REVISION COCHLEAR IMPLANTATION
Revision surgery accounts for approximately 5% to 10% of adult and pediatric cochlear implant surgeries in many centers. The reasons for revision fall into the above-listed categories. Performance has been shown to be good after revision surgery, including cases that require replacement of the cochlear implant.23
BILATERAL COCHLEAR IMPLANTATION
Most recipients of cochlear implants have undergone unilateral cochlear implantation. Because there are definite advantages to binaural acoustic hearing, one would expect to find advantage with bilateral cochlear implantation. This has been found to be the case in numerous studies.24–27 Patients undergoing bilateral cochlear implantation have shown improved sound localization and speech detection in noise. Binaural summation, or the ability of two ears to hear the sound that a single ear cannot, has also been shown in most binaural cochlear implant recipients.
COMBINED ELECTROACOUSTIC STIMULATION
Cochlear implantation has been very successful in providing meaningful auditory information to patients who meet the current cochlear implant criteria. Criteria for cochlear implantation continue to expand as the performance of patients with cochlear implants improves. As patients with more residual hearing have been implanted, it has been found that hearing may be preserved in a many of these patients. This has led to the development of a new model of cochlear stimulation. Shorter cochlear implant electrodes are placed atraumatically into the basal turn of the cochlea to provide electric stimulation for high-frequency sound representation. When low-frequency hearing is preserved, a hearing aid is used to provide acoustic information to these frequencies. This strategy has been termed hybrid stimulation or combined electroacoustic stimulation (EAS).28 EAS has been shown to provide improvement of recognition of speech in noise and improved appreciation of music.29 Both of these factors were linked to the ability to distinguish fine pitch differences because of preserved residual low-frequency acoustic hearing.

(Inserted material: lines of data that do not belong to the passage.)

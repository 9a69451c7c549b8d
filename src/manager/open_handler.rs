//! Single-slot asynchronous open driver.
//!
//! At most one open is in flight at a time. Callers that ask for an open
//! while one is already running coalesce onto the same broadcast channel and
//! all receive the one completion, in the manner of a shared future. The
//! completion is published on the channel first and only then integrated
//! into the manager's pool, so a waiter blocked in failure recovery never
//! races the pool update for the handle.

use super::RequestManager;
use crate::error::XrdError;
use crate::monitor;
use crate::source::Source;
use std::sync::{Arc, Mutex, MutexGuard};
use std::time::Duration;
use tokio::sync::broadcast;
use tokio::time::Instant;
use tokio_util::sync::CancellationToken;
use tracing::{info, warn};

/// Completion of one open attempt, shared between all coalesced waiters.
pub(crate) type OpenOutcome = Result<Arc<Source>, Arc<XrdError>>;

pub(crate) struct OpenHandler {
    state: Mutex<OpenState>,
    /// Set while the owning manager shuts down; a completion arriving after
    /// that must not touch the manager.
    ignore_response: CancellationToken,
}

struct OpenState {
    in_flight: Option<InFlight>,
}

struct InFlight {
    url: String,
    sender: broadcast::Sender<OpenOutcome>,
}

impl OpenHandler {
    pub(crate) fn new() -> Self {
        Self {
            state: Mutex::new(OpenState { in_flight: None }),
            ignore_response: CancellationToken::new(),
        }
    }

    /// Starts an open, or joins the one already in flight.
    ///
    /// Never blocks: the open itself runs on its own task. The caller may
    /// hold the manager's pool lock; this function only takes the handler's
    /// own lock. `open_url` carries the already-assembled exclusion opaque.
    pub(crate) fn open(
        &self,
        manager: Arc<RequestManager>,
        open_url: String,
    ) -> broadcast::Receiver<OpenOutcome> {
        let mut state = self.lock_state();
        if let Some(in_flight) = &state.in_flight {
            return in_flight.sender.subscribe();
        }

        info!(url = %open_url, "Trying to open URL");
        let (sender, receiver) = broadcast::channel(4);
        state.in_flight = Some(InFlight {
            url: open_url.clone(),
            sender: sender.clone(),
        });
        let ignore_response = self.ignore_response.clone();
        tokio::spawn(async move {
            let outcome = run_open(&manager, &open_url).await;
            {
                let mut state = manager.open_handler.lock_state();
                state.in_flight = None;
                if ignore_response.is_cancelled() {
                    // Owner is shutting down; dropping the sender wakes any
                    // waiter with a closed channel.
                    return;
                }
                let _ = sender.send(outcome.clone());
            }
            manager.handle_open(outcome);
        });
        receiver
    }

    /// Name of the URL the in-flight open is targeting.
    pub(crate) fn current_source(&self) -> String {
        match &self.lock_state().in_flight {
            Some(in_flight) => in_flight.url.clone(),
            None => "(no open in progress)".to_string(),
        }
    }

    /// Stops accepting completions and waits out any in-flight open.
    pub(crate) async fn shutdown(&self, wait: Duration) {
        let receiver = {
            let state = self.lock_state();
            self.ignore_response.cancel();
            state.in_flight.as_ref().map(|f| f.sender.subscribe())
        };
        if let Some(mut receiver) = receiver {
            warn!("Waiting until the outstanding open completes before shutdown");
            let _ = tokio::time::timeout(wait, receiver.recv()).await;
        }
    }

    fn lock_state(&self) -> MutexGuard<'_, OpenState> {
        self.state.lock().expect("open handler mutex poisoned")
    }
}

/// Runs one open attempt against the client library.
async fn run_open(manager: &Arc<RequestManager>, open_url: &str) -> OpenOutcome {
    match manager.client.open(open_url, manager.flags, manager.perms).await {
        Ok(file) => {
            monitor::send_monitoring_info(&manager.client, file.as_ref());
            Ok(Arc::new(Source::new(Instant::now(), file)))
        }
        Err(open_error) => {
            let mut info = Vec::new();
            if let Some(server) = &open_error.data_server {
                info.push(format!("problematic data server: {}", server));
            }
            if let Some(last_url) = &open_error.last_url {
                info.push(format!("last URL tried: {}", last_url));
            }
            let details = manager.error_details("open", open_error.status, info);
            Err(Arc::new(XrdError::FileOpen(Box::new(details))))
        }
    }
}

Appropriate surgical technique must be used to maximize the potential for hearing preservation. Implantation for EAS must be treated as carefully as a stapes procedure where preservation of hearing is essential. The scala tympani must be accessed through an appropriately placed cochleostomy or round window insertion to avoid damage to the basilar membrane and stria vascularis. A slow rotation diamond burr should be used for the cochleostomy. Contact between the burr and the endosteum of the cochlea should be limited because the energy transmitted to the cochlea is similar to drill contact with the incus.30 The electrode must be oriented appropriately in relation to the modiolus. Aspiration of perilymph must be avoided, and a gentle insertion technique must be used to avoid rapid changes to cochlear fluids during insertion.
Electrode design is also essential for the EAS strategy. The ideal electrode would provide extensive coverage of the cochlea and produce little to no shift in hearing thresholds. Shorter electrodes with fewer contacts provide less auditory benefit than longer electrodes.29,31 Generally, the longer the electrode, the more potential there is for trauma during insertion with resultant hearing loss. Optimally, the electrode should be long enough to provide similar benefit as a standard cochlear implant if a total hearing loss occurs as a result of implantation. This ideal electrode design has not yet been established. A single one-size-fits-all electrode may not be appropriate for all patterns and degrees of hearing loss.